Generative complexity of Gray-Scott model
Andrew Adamatzky

TL;DR
This paper investigates the morphological complexity of the Gray-Scott reaction-diffusion system by quantifying the diversity and entropy of concentration profiles generated under various feeding and removal rates, revealing complex wave and localization patterns.
Contribution
It introduces a novel analysis of the Gray-Scott model's generative complexity using multiple entropy-based metrics and identifies conditions producing highly complex patterns.
Findings
Maximum complexity occurs with wave-fragments and traveling localizations.
Complexity correlates with specific feeding and removal rate parameters.

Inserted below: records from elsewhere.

//! The boundary-tag heap: one arena, one address-ordered free list, one lock.

mod engine;
mod free_list;
mod tag;
mod walk;

use engine::HeapState;
pub use walk::HeapReport;

use crate::config;
use crate::error::{abort_with_message, AllocError};
use crate::platform::MemorySource;
use crate::sync::Mutex;
use crate::util::bit_length;
use crate::{log_error, log_trace};
use core::ptr::{self, NonNull};

/// A first-fit allocator over memory drawn from `S`.
///
/// Every operation takes the heap lock for its whole duration and drops it
/// before returning. `zeroed` and `resize` are built from `allocate` and
/// `release` and never hold the lock across those calls.
pub struct Heap<S> {
    state: Mutex<HeapState<S>>,
}

impl<S: MemorySource + Send> Heap<S> {
    pub const fn new(source: S) -> Self {
        Heap {
            state: Mutex::new(HeapState::new(source)),
        }
    }

    /// At least `size` uninitialized bytes, 16-byte aligned.
    pub fn allocate(&self, size: usize) -> Result<NonNull<u8>, AllocError> {
        let mut state = self.state.lock();
        let result = state.allocate(size);
        log_trace!("allocate({}) -> {:?}", size, result);
        verify(&state);
        result
    }

    /// At least `size` bytes whose address is a multiple of `align`.
    ///
    /// `align` must be a power of two; alignments of 16 or less are plain
    /// allocations.
    pub fn allocate_aligned(&self, size: usize, align: usize) -> Result<NonNull<u8>, AllocError> {
        let mut state = self.state.lock();
        let result = state.allocate_aligned(size, align);
        log_trace!("allocate_aligned({}, {}) -> {:?}", size, align, result);
        verify(&state);
        result
    }

    /// Return `ptr` to the free list, fusing it with free neighbours.
    /// Null is ignored.
    ///
    /// # Safety
    /// `ptr` must be null or a live pointer obtained from this heap.
    pub unsafe fn release(&self, ptr: *mut u8) {
        let Some(ptr) = NonNull::new(ptr) else {
            return;
        };
        let mut state = self.state.lock();
        state.release(ptr);
        log_trace!("release({:p})", ptr);
        verify(&state);
    }

    /// `count * size` bytes, all zero.
    ///
    /// Fails without touching the arena when the product could overflow:
    /// the operands' bit lengths may not add up to more than a word.
    pub fn zeroed(&self, count: usize, size: usize) -> Result<NonNull<u8>, AllocError> {
        if bit_length(count) + bit_length(size) > usize::BITS {
            return Err(AllocError::SizeOverflow);
        }
        let len = count * size;
        let ptr = self.allocate(len)?;
        unsafe { ptr::write_bytes(ptr.as_ptr(), 0, len) };
        Ok(ptr)
    }

    /// Grow or shrink the allocation at `ptr` to `size` bytes.
    ///
    /// - null `ptr`: same as `allocate(size)`.
    /// - `size == 0`: releases `ptr` and hands the same, now dangling,
    ///   pointer back. It must not be used again.
    /// - `size` fits the current chunk: `ptr` unchanged.
    /// - otherwise the first `min(usable, size)` bytes move to a new
    ///   allocation and `ptr` is released. On failure `ptr` stays valid.
    ///
    /// # Safety
    /// `ptr` must be null or a live pointer obtained from this heap.
    pub unsafe fn resize(&self, ptr: *mut u8, size: usize) -> Result<*mut u8, AllocError> {
        let Some(old) = NonNull::new(ptr) else {
            return self.allocate(size).map(NonNull::as_ptr);
        };
        if size == 0 {
            self.release(ptr);
            return Ok(ptr);
        }
        let usable = self.usable_size(ptr);
        if usable >= size {
            return Ok(ptr);
        }
        let new = self.allocate(size)?;
        ptr::copy_nonoverlapping(old.as_ptr(), new.as_ptr(), usable.min(size));
        self.release(ptr);
        Ok(new.as_ptr())
    }

    /// Bytes usable at `ptr`: its chunk size minus both boundary tags.
    /// Zero for null.
    ///
    /// # Safety
    /// `ptr` must be null or a live pointer obtained from this heap.
    pub unsafe fn usable_size(&self, ptr: *mut u8) -> usize {
        match NonNull::new(ptr) {
            Some(ptr) => self.state.lock().usable_size(ptr),
            None => 0,
        }
    }

    /// Walk the whole heap under the lock.
    pub fn check(&self) -> HeapReport {
        self.state.lock().walk()
    }

    /// Payload address of the lowest free chunk.
    pub fn free_list_head(&self) -> Option<NonNull<u8>> {
        self.state.lock().free_list_head()
    }

    /// Hold the heap lock across `fork()`.
    pub fn lock_for_fork(&self) {
        self.state.raw_lock();
    }

    /// # Safety
    /// Must pair with an earlier [`Heap::lock_for_fork`] on this thread.
    pub unsafe fn unlock_after_fork(&self) {
        self.state.raw_unlock();
    }
}

/// Abort if verification is on and the heap no longer checks out.
fn verify<S>(state: &HeapState<S>) {
    if !config::verify() {
        return;
    }
    let report = state.walk();
    if !report.is_ok() {
        log_error!("heap verification failed: {}", report);
        abort_with_message("tagmalloc: heap verification failed\n");
    }
}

Gray-Scott patterns resemble phenomena in excitable media and cellular automata.
Abstract
In the Gray-Scott reaction-diffusion system one reactant is constantly fed in the system, another reactant is reproduced by consuming the supplied reactant and also converted to an inert product. The rate of feeding one reactant in the system and the rate of removing another reactant from the system determine configurations of concentration profiles: stripes, spots, waves. We calculate the generative complexity --- a morphological complexity of concentration profiles grown from a point-wise perturbation of the medium --- of the Gray-Scott system for a range of the feeding and removal rates. The morphological complexity is evaluated using Shannon entropy, Simpson diversity, approximation of Lempel-Ziv complexity, and expressivity (Shannon entropy divided by space-filling). We analyse behaviour of the systems with highest values of the generative morphological complexity and show that the…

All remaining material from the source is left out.